Bir fiilin işlendiği haberinin alınması üzerine, suçu takibe yetkili makamlar tarafından derhal hazırlık soruşturmasına başlanmasını ifade eden ilkeye "araştırma mecburiyeti ilkesi"; hazırlık soruşturmasının neticesinde fiilin takibini gerektirecek hususlarda fiilin ve failin belli olması, yeterli emareler teşkil edecek vakıaların bulunması, başka bir ifade ile, şüphelerin ciddi olduğunun tespit edilmesi ve dava şartlarının gerçekleşmiş olması durumunda, yetkili makam tarafından kamu davasının açılmasını ifade eden ilkeye ise "kamu davasını açma mecburiyeti ilkesi" denilmektedir.
Diğer taraftan Avrupa İnsan Hakları Sözleşmesinin (AİHS) 13. maddesi uyarınca da, temel hak ve özgürlükleri ihlal edilen kimselere etkili bir başvuru yapma hakkı tanınması zorunlu olup, anılan hükmün uygulanmasına ilişkin Avrupa İnsan Hakları Mahkemesi (AİHM) kararlarında, (Örn: Vilko E. - Finlandiya kararı 2007; Sürmeli - Almanya kararı 2006) etkili başvuru yolunun hem teoride, hem pratikte erişilebilir, yeterli ve etkili olması gerektiği belirtilmektedir
İncelenen somut olayda, müştekinin, aralarında boşanma davası devam eden ..."ın ile ortak çocukları olan mağdurlar ... ve ...."ın anneanneleri olan ... tarafından dövüldüğü, hakaret edildiği ve kötü muamelede bulunduğunu iddia ederek şikayetçi olduğu, dosyada bulunan dijital veri çözümleme raporunda mağdur ..."ın erkek kardeşi olan diğer mağdurun anneannesi tarafından dövüldüğüne dair beyanının bulunması, boşanma davasında görev alan eğitim psikoloğu-bilirkişinin görüş yazısında da, anne ve anne yakınlarının çocuklara şiddet uygulamalarına son verilmesi amacıyla tedbirlerin alınması, çocukların babalarının yanında kalmasının uygun olacağına dair açıklamalara yer verilmesi, Adli Tıp Kurumu raporlarına göre mağdurlarda basit tıbbi müdahale ile giderilebilir nitelikte yaralanmaların bulunduğunun belirtilmesi karşısında, CMK"nın 170/2. maddesi uyarınca dosyadaki mevcut delillerin iddianame düzenlenebilmesi ve suçların işlendiği hususunda yeterli şüphe oluşturduğu açıktır.
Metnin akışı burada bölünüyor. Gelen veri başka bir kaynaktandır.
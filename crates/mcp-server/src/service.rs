//! rmcp server surface: the `search`/`fetch` tools and the resource endpoints.

use crate::connector::ConnectorHandlers;
use crate::diagnostics::DiagnosticSink;
use crate::error::HandlerError;
use crate::resources::ResourceHandlers;
use asana_client::AsanaApi;
use asana_protocol::{serialize_json_pretty, ErrorEnvelope, FetchRequest, SearchRequest};
use rmcp::handler::server::tool::ToolRouter;
use rmcp::handler::server::wrapper::Parameters;
use rmcp::model::{
    self as mcp, CallToolResult, Content, Implementation, PaginatedRequestParam,
    ReadResourceRequestParam, ServerCapabilities, ServerInfo,
};
use rmcp::service::RequestContext;
use rmcp::{tool, tool_handler, tool_router, ErrorData as McpError, RoleServer, ServerHandler};
use serde::de::DeserializeOwned;
use serde::Serialize;
use serde_json::json;
use std::sync::Arc;

const INSTRUCTIONS: &str = "Asana MCP exposes Asana workspaces, projects and tasks. \
Use 'search' with type 'project' or 'task', a workspace GID and a query to find records, \
then 'fetch' with the returned id to read one in full. Workspaces are listed as resources \
(asana://workspace/{gid}); projects can be read via asana://project/{project_gid}.";

#[derive(Clone)]
pub struct AsanaMcpService {
    connector: ConnectorHandlers,
    resources: ResourceHandlers,
    tool_router: ToolRouter<Self>,
}

impl AsanaMcpService {
    pub fn new(api: Arc<dyn AsanaApi>, diagnostics: Arc<dyn DiagnosticSink>) -> Self {
        Self {
            connector: ConnectorHandlers::new(api.clone(), diagnostics.clone()),
            resources: ResourceHandlers::new(api, diagnostics),
            tool_router: Self::tool_router(),
        }
    }
}

fn error_envelope(err: &HandlerError) -> ErrorEnvelope {
    ErrorEnvelope {
        code: err.code().to_string(),
        message: err.to_string(),
        hint: err.hint().map(str::to_string),
    }
}

fn tool_error(err: &HandlerError) -> CallToolResult {
    let mut result = CallToolResult::error(vec![Content::text(format!("Error: {err}"))]);
    result.structured_content = Some(json!({ "error": error_envelope(err) }));
    result
}

fn tool_result<T: Serialize>(outcome: crate::error::Result<T>) -> CallToolResult {
    match outcome.and_then(|response| Ok(serialize_json_pretty(&response)?)) {
        Ok(text) => CallToolResult::success(vec![Content::text(text)]),
        Err(err) => tool_error(&err),
    }
}

/// Maps a handler failure onto the JSON-RPC error space.
fn mcp_error(err: &HandlerError) -> McpError {
    let data = Some(json!(error_envelope(err)));
    if err.is_invalid_request() {
        McpError::invalid_params(err.to_string(), data)
    } else if err.is_not_found() {
        McpError::resource_not_found(err.to_string(), data)
    } else {
        McpError::internal_error(err.to_string(), data)
    }
}

/// Re-shapes one of our payloads into the matching rmcp model type.
fn into_mcp<T: DeserializeOwned>(value: impl Serialize) -> Result<T, McpError> {
    serde_json::to_value(value)
        .and_then(serde_json::from_value)
        .map_err(|err| McpError::internal_error(format!("Failed to encode result: {err}"), None))
}

#[tool_router]
impl AsanaMcpService {
    #[tool(description = "Search Asana projects or tasks in a workspace. Requires type ('project' or 'task'), workspace (GID) and query. Optional page.limit bounds the result count; pass nextPage.cursor back as page.cursor to continue.")]
    pub async fn search(
        &self,
        Parameters(request): Parameters<SearchRequest>,
    ) -> Result<CallToolResult, McpError> {
        Ok(tool_result(self.connector.search(request).await))
    }

    #[tool(description = "Fetch one Asana task or project by GID. Requires id and type ('task' or 'project'). Projects include their sections and custom field definitions.")]
    pub async fn fetch(
        &self,
        Parameters(request): Parameters<FetchRequest>,
    ) -> Result<CallToolResult, McpError> {
        Ok(tool_result(self.connector.fetch(request).await))
    }
}

#[tool_handler]
impl ServerHandler for AsanaMcpService {
    fn get_info(&self) -> ServerInfo {
        ServerInfo {
            instructions: Some(INSTRUCTIONS.into()),
            capabilities: ServerCapabilities::builder()
                .enable_tools()
                .enable_resources()
                .build(),
            server_info: Implementation::from_build_env(),
            ..Default::default()
        }
    }

    async fn list_resources(
        &self,
        _request: Option<PaginatedRequestParam>,
        _context: RequestContext<RoleServer>,
    ) -> Result<mcp::ListResourcesResult, McpError> {
        let listing = self.resources.list_resources().await;
        // rmcp's listing has no room for templates; they are served by
        // resources/templates/list.
        into_mcp(json!({ "resources": listing.resources }))
    }

    async fn list_resource_templates(
        &self,
        _request: Option<PaginatedRequestParam>,
        _context: RequestContext<RoleServer>,
    ) -> Result<mcp::ListResourceTemplatesResult, McpError> {
        into_mcp(self.resources.list_resource_templates())
    }

    async fn read_resource(
        &self,
        ReadResourceRequestParam { uri }: ReadResourceRequestParam,
        _context: RequestContext<RoleServer>,
    ) -> Result<mcp::ReadResourceResult, McpError> {
        match self.resources.read_resource(&uri).await {
            Ok(result) => into_mcp(result),
            Err(err) => Err(mcp_error(&err)),
        }
    }
}

#[cfg(test)]
mod tests {
    use super::*;
    use crate::cursor::CursorError;
    use crate::error::RecordKind;
    use asana_client::AsanaError;
    use asana_protocol::{ListResourceTemplatesResult, ResourceTemplateDescriptor};
    use pretty_assertions::assert_eq;
    use rmcp::model::ErrorCode;

    #[test]
    fn envelope_carries_code_and_hint() {
        let err = HandlerError::UnsupportedSearchType("portfolio".to_string());
        let envelope = error_envelope(&err);
        assert_eq!(envelope.code, "unsupported_type");
        assert_eq!(envelope.message, "Unsupported search type: portfolio");
        assert!(envelope.hint.is_some());
    }

    #[test]
    fn tool_errors_are_flagged_with_structured_envelope() {
        let result = tool_error(&HandlerError::MissingParameters(vec!["query"]));
        assert_eq!(result.is_error, Some(true));
        let text = result
            .content
            .first()
            .and_then(|c| c.as_text())
            .map(|t| t.text.clone());
        assert_eq!(
            text.as_deref(),
            Some("Error: Missing required parameters: query")
        );
        let structured = result.structured_content.expect("structured error");
        assert_eq!(structured["error"]["code"], json!("invalid_request"));
    }

    #[test]
    fn handler_errors_map_to_rpc_codes() {
        let invalid = mcp_error(&HandlerError::InvalidResourceUri("x".to_string()));
        assert_eq!(invalid.code, ErrorCode::INVALID_PARAMS);

        let cursor = mcp_error(&HandlerError::InvalidCursor(CursorError::Malformed));
        assert_eq!(cursor.code, ErrorCode::INVALID_PARAMS);

        let missing = mcp_error(&HandlerError::ProjectRead {
            project_gid: "1".to_string(),
            source: Box::new(HandlerError::not_found(RecordKind::Project, "1")),
        });
        assert_eq!(missing.code, ErrorCode::RESOURCE_NOT_FOUND);

        let upstream = mcp_error(&HandlerError::from(AsanaError::api(502, "bad gateway")));
        assert_eq!(upstream.code, ErrorCode::INTERNAL_ERROR);
    }

    #[test]
    fn templates_convert_to_rmcp_model() {
        let converted: mcp::ListResourceTemplatesResult = into_mcp(ListResourceTemplatesResult {
            resource_templates: vec![ResourceTemplateDescriptor::project()],
        })
        .expect("convert");
        assert_eq!(converted.resource_templates.len(), 1);
        assert_eq!(
            converted.resource_templates[0].raw.uri_template,
            "asana://project/{project_gid}"
        );
    }
}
Şüphelinin eylemlerinin sübut bulup bulmadığı hususu, lehine ve aleyhine toplanacak tüm kanıtların, mahkemece birlikte tartışılıp değerlendirilmesi sonucu belirlenmesi gerekmektedir. Yapılan açıklamalara göre, itirazın reddine dair karar hukuka aykırıdır.
Sonuç ve Karar:
Yukarıda açıklanan nedenlerle;
Yargıtay Cumhuriyet Başsavcılığı’nın, Kanun yararına bozma isteği doğrultusunda düzenlediği tebliğnamedeki düşünce yerinde görüldüğünden,
1- Adana 4. Sulh Ceza Hakimliğinin 06/02/2019 tarihli ve 2019/389 değişik iş sayılı kararının , 5271 sayılı CMK’nın 309. maddesi uyarınca BOZULMASINA,
2- Aynı Kanun maddesinin 4-a fıkrası gereğince, sonraki işlemlerin mahallinde tamamlanmasına, dosyanın Yüksek Adalet Bakanlığına sunulmak üzere Yargıtay Cumhuriyet Başsavcılığı"na TEVDİİNE, 24/09/2019 tarihinde oy birliğiyle karar verildi.